[Task directions]
Among the lines below, count those containing the word "WeeklyWorkoutStatsResponse". Give the number only.

Records from a data source:
________________________

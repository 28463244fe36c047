//! User Profile REST API Routes
//!
//! The profile supplies the BMI/BMR inputs (height, birth date, sex). PUT is
//! an upsert: the first call creates the profile, later calls patch it.

use axum::{extract::State, response::IntoResponse, routing::get, Json, Router};
use vital_core::UserProfile;
use vital_storage::ProfileUpdate;

use crate::{
    context::UserContext,
    error::{ApiError, ApiResult},
    state::AppState,
    types::UpdateProfileRequest,
};

// ============================================================================
// ROUTE HANDLERS
// ============================================================================

/// GET /api/v1/profile - The user's profile
#[utoipa::path(
    get,
    path = "/api/v1/profile",
    tag = "Profile",
    responses(
        (status = 200, description = "The profile", body = UserProfile),
        (status = 404, description = "No profile yet", body = ApiError),
    ),
)]
pub async fn get_profile(
    State(state): State<AppState>,
    ctx: UserContext,
) -> ApiResult<impl IntoResponse> {
    let profile = state
        .store
        .profile_get(ctx.user_id)?
        .ok_or_else(ApiError::profile_not_found)?;
    Ok(Json(profile))
}

/// PUT /api/v1/profile - Create or patch the user's profile
#[utoipa::path(
    put,
    path = "/api/v1/profile",
    tag = "Profile",
    request_body = UpdateProfileRequest,
    responses(
        (status = 200, description = "Stored profile", body = UserProfile),
        (status = 400, description = "Invalid request", body = ApiError),
    ),
)]
pub async fn put_profile(
    State(state): State<AppState>,
    ctx: UserContext,
    Json(req): Json<UpdateProfileRequest>,
) -> ApiResult<impl IntoResponse> {
    if let Some(height_cm) = req.height_cm {
        if height_cm <= 0.0 || !height_cm.is_finite() {
            return Err(ApiError::invalid_input("height_cm must be positive"));
        }
    }

    let profile = state.store.profile_upsert(
        ctx.user_id,
        ProfileUpdate {
            height_cm: req.height_cm,
            birth_date: req.birth_date,
            sex: req.sex,
        },
    )?;
    Ok(Json(profile))
}

// ============================================================================
// ROUTER
// ============================================================================

/// Build the profile router.
pub fn create_router(state: AppState) -> Router {
    Router::new()
        .route("/", get(get_profile).put(put_profile))
        .with_state(state)
}
//! Statistics REST API Routes
//!
//! Read-only endpoints backed by the aggregation engine. Every handler
//! resolves "today" once (from the optional `date` query parameter, falling
//! back to the current UTC date), fetches the user's events from the store,
//! and hands both to the pure engine functions.

use axum::{
    extract::{Query, State},
    response::IntoResponse,
    routing::get,
    Json, Router,
};
use chrono::{NaiveDate, Utc};
use vital_core::{DateRange, ProgressQuery};
use vital_engine::{
    body_metrics, compare_periods, comparison_windows, habit_stats, personal_record_rollup,
    resolve_period, BodyMetricsReport, PeriodComparison, RecordSummary, ScoreWeights, WeekWindow,
    STREAK_CAP_DAYS,
};

use crate::{
    context::UserContext,
    error::{ApiError, ApiResult},
    state::AppState,
    types::{
        BodyMetricsParams, HabitStatsResponse, ProgressParams, StatsParams,
        WeeklyWorkoutStatsResponse,
    },
};

fn resolve_today(date: Option<NaiveDate>) -> NaiveDate {
    date.unwrap_or_else(|| Utc::now().date_naive())
}

// ============================================================================
// ROUTE HANDLERS
// ============================================================================

/// GET /api/v1/stats/habits - Daily habit stats document
#[utoipa::path(
    get,
    path = "/api/v1/stats/habits",
    tag = "Stats",
    params(("date" = Option<String>, Query, description = "\"Today\" as ISO date; defaults to current UTC date")),
    responses(
        (status = 200, description = "Habit stats", body = HabitStatsResponse),
    ),
)]
pub async fn habit_stats_handler(
    State(state): State<AppState>,
    ctx: UserContext,
    Query(params): Query<StatsParams>,
) -> ApiResult<impl IntoResponse> {
    let today = resolve_today(params.date);

    // The streak walk looks back up to the cap, so fetch one day more than
    // the cap to make the capped case exact.
    let window = DateRange::trailing_days(today, u64::from(STREAK_CAP_DAYS) + 1);
    let logs = state.store.habit_log_list_in_range(ctx.user_id, window)?;
    let total_habits = state.store.habit_count(ctx.user_id)?;
    let stats = habit_stats(&logs, total_habits, today, &ScoreWeights::default());

    let week = WeekWindow::containing(today);
    let weekly_workouts = state
        .store
        .workout_list_in_range(ctx.user_id, week.as_range())?
        .len();

    Ok(Json(HabitStatsResponse {
        date: today,
        stats,
        weekly_workouts,
    }))
}

/// GET /api/v1/stats/workouts/weekly - This week's workout count vs target
#[utoipa::path(
    get,
    path = "/api/v1/stats/workouts/weekly",
    tag = "Stats",
    params(("date" = Option<String>, Query, description = "\"Today\" as ISO date; defaults to current UTC date")),
    responses(
        (status = 200, description = "Weekly workout stats", body = WeeklyWorkoutStatsResponse),
    ),
)]
pub async fn weekly_workouts_handler(
    State(state): State<AppState>,
    ctx: UserContext,
    Query(params): Query<StatsParams>,
) -> ApiResult<impl IntoResponse> {
    let today = resolve_today(params.date);
    let week = WeekWindow::containing(today);
    let workout_count = state
        .store
        .workout_list_in_range(ctx.user_id, week.as_range())?
        .len();
    let target = state.config.weekly_workout_target;

    Ok(Json(WeeklyWorkoutStatsResponse {
        week,
        workout_count,
        target,
        target_met: workout_count >= target as usize,
    }))
}

/// GET /api/v1/stats/progress - Period-over-period comparison
#[utoipa::path(
    get,
    path = "/api/v1/stats/progress",
    tag = "Stats",
    params(
        ("period" = Option<String>, Query, description = "month | 3months | 6months | year | custom"),
        ("days" = Option<String>, Query, description = "Day count for the custom period"),
        ("date" = Option<String>, Query, description = "\"Today\" as ISO date; defaults to current UTC date"),
    ),
    responses(
        (status = 200, description = "Comparison document", body = PeriodComparison),
        (status = 400, description = "Malformed custom period", body = ApiError),
    ),
)]
pub async fn progress_handler(
    State(state): State<AppState>,
    ctx: UserContext,
    Query(params): Query<ProgressParams>,
) -> ApiResult<impl IntoResponse> {
    let today = resolve_today(params.date);
    let period = params.period.unwrap_or_else(|| "month".to_string());

    // Resolve the windows first so the store fetch covers exactly the span
    // the comparison needs.
    let (_, span) = resolve_period(&period, params.days.as_deref()).map_err(ApiError::from)?;
    let windows = comparison_windows(today, span);
    let fetch_range = DateRange::new(windows.previous.start, today);

    let logs = state
        .store
        .habit_log_list_in_range(ctx.user_id, fetch_range)?;
    let workouts = state.store.workout_list_in_range(ctx.user_id, fetch_range)?;

    let query = ProgressQuery {
        today,
        period,
        days: params.days,
    };
    let comparison = compare_periods(&logs, &workouts, &query).map_err(ApiError::from)?;
    Ok(Json(comparison))
}

/// GET /api/v1/stats/personal-records - Per-exercise PR rollup
#[utoipa::path(
    get,
    path = "/api/v1/stats/personal-records",
    tag = "Stats",
    responses(
        (status = 200, description = "PR rollup, one row per exercise", body = [RecordSummary]),
    ),
)]
pub async fn personal_records_handler(
    State(state): State<AppState>,
    ctx: UserContext,
) -> ApiResult<impl IntoResponse> {
    let records = state.store.record_list(ctx.user_id)?;
    Ok(Json(personal_record_rollup(&records)))
}

/// GET /api/v1/stats/body-metrics - Body metrics with derived trends
#[utoipa::path(
    get,
    path = "/api/v1/stats/body-metrics",
    tag = "Stats",
    params(
        ("limit" = Option<usize>, Query, description = "How many recent measurements to include"),
        ("date" = Option<String>, Query, description = "\"Today\" as ISO date; defaults to current UTC date"),
    ),
    responses(
        (status = 200, description = "Body metrics report", body = BodyMetricsReport),
    ),
)]
pub async fn body_metrics_handler(
    State(state): State<AppState>,
    ctx: UserContext,
    Query(params): Query<BodyMetricsParams>,
) -> ApiResult<impl IntoResponse> {
    let today = resolve_today(params.date);
    let limit = params.limit.unwrap_or(state.config.body_metrics_limit);

    let measurements = state.store.measurement_list_recent(ctx.user_id, limit)?;
    let profile = state.store.profile_get(ctx.user_id)?;

    Ok(Json(body_metrics(&measurements, profile.as_ref(), today)))
}

// ============================================================================
// ROUTER
// ============================================================================

/// Build the stats router.
pub fn create_router(state: AppState) -> Router {
    Router::new()
        .route("/habits", get(habit_stats_handler))
        .route("/workouts/weekly", get(weekly_workouts_handler))
        .route("/progress", get(progress_handler))
        .route("/personal-records", get(personal_records_handler))
        .route("/body-metrics", get(body_metrics_handler))
        .with_state(state)
}
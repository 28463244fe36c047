//! Shared enums for VITAL entities and engine results

use serde::{Deserialize, Serialize};

/// Entity type discriminator for error reporting and storage diagnostics.
#[derive(Debug, Clone, Copy, PartialEq, Eq, Hash, Serialize, Deserialize)]
#[cfg_attr(feature = "openapi", derive(utoipa::ToSchema))]
pub enum EntityKind {
    Habit,
    HabitLog,
    Workout,
    WorkoutTemplate,
    Exercise,
    PersonalRecord,
    BodyMeasurement,
    JournalEntry,
    LifeAssessment,
    UserProfile,
}

/// How an exercise is measured in the library.
#[derive(Debug, Clone, Copy, PartialEq, Eq, Hash, Serialize, Deserialize)]
#[cfg_attr(feature = "openapi", derive(utoipa::ToSchema))]
#[serde(rename_all = "lowercase")]
pub enum ExerciseType {
    /// Load and reps.
    Strength,
    /// Time and distance.
    Cardio,
    /// Reps or time, no external load.
    Calisthenics,
}

/// Biological sex, used for the sex-specific BMR coefficients.
#[derive(Debug, Clone, Copy, PartialEq, Eq, Hash, Serialize, Deserialize)]
#[cfg_attr(feature = "openapi", derive(utoipa::ToSchema))]
#[serde(rename_all = "lowercase")]
pub enum Sex {
    Male,
    Female,
}

/// Direction of a period-over-period change.
#[derive(Debug, Clone, Copy, PartialEq, Eq, Hash, Serialize, Deserialize)]
#[cfg_attr(feature = "openapi", derive(utoipa::ToSchema))]
#[serde(rename_all = "lowercase")]
pub enum Trend {
    Up,
    Down,
    Stable,
}

/// Named comparison period for progress aggregation.
///
/// Spans are calendar-month multiples except `Custom`, which carries an
/// explicit day count.
#[derive(Debug, Clone, Copy, PartialEq, Eq, Hash, Serialize, Deserialize)]
#[cfg_attr(feature = "openapi", derive(utoipa::ToSchema))]
#[serde(rename_all = "lowercase")]
pub enum Period {
    Month,
    #[serde(rename = "3months")]
    ThreeMonths,
    #[serde(rename = "6months")]
    SixMonths,
    Year,
    Custom,
}

impl Period {
    /// Span in calendar months for the non-custom periods.
    pub fn months(&self) -> Option<u32> {
        match self {
            Period::Month => Some(1),
            Period::ThreeMonths => Some(3),
            Period::SixMonths => Some(6),
            Period::Year => Some(12),
            Period::Custom => None,
        }
    }

    /// Wire token as accepted by the progress endpoint.
    pub fn as_str(&self) -> &'static str {
        match self {
            Period::Month => "month",
            Period::ThreeMonths => "3months",
            Period::SixMonths => "6months",
            Period::Year => "year",
            Period::Custom => "custom",
        }
    }
}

________________________

[Solution to this problem]
3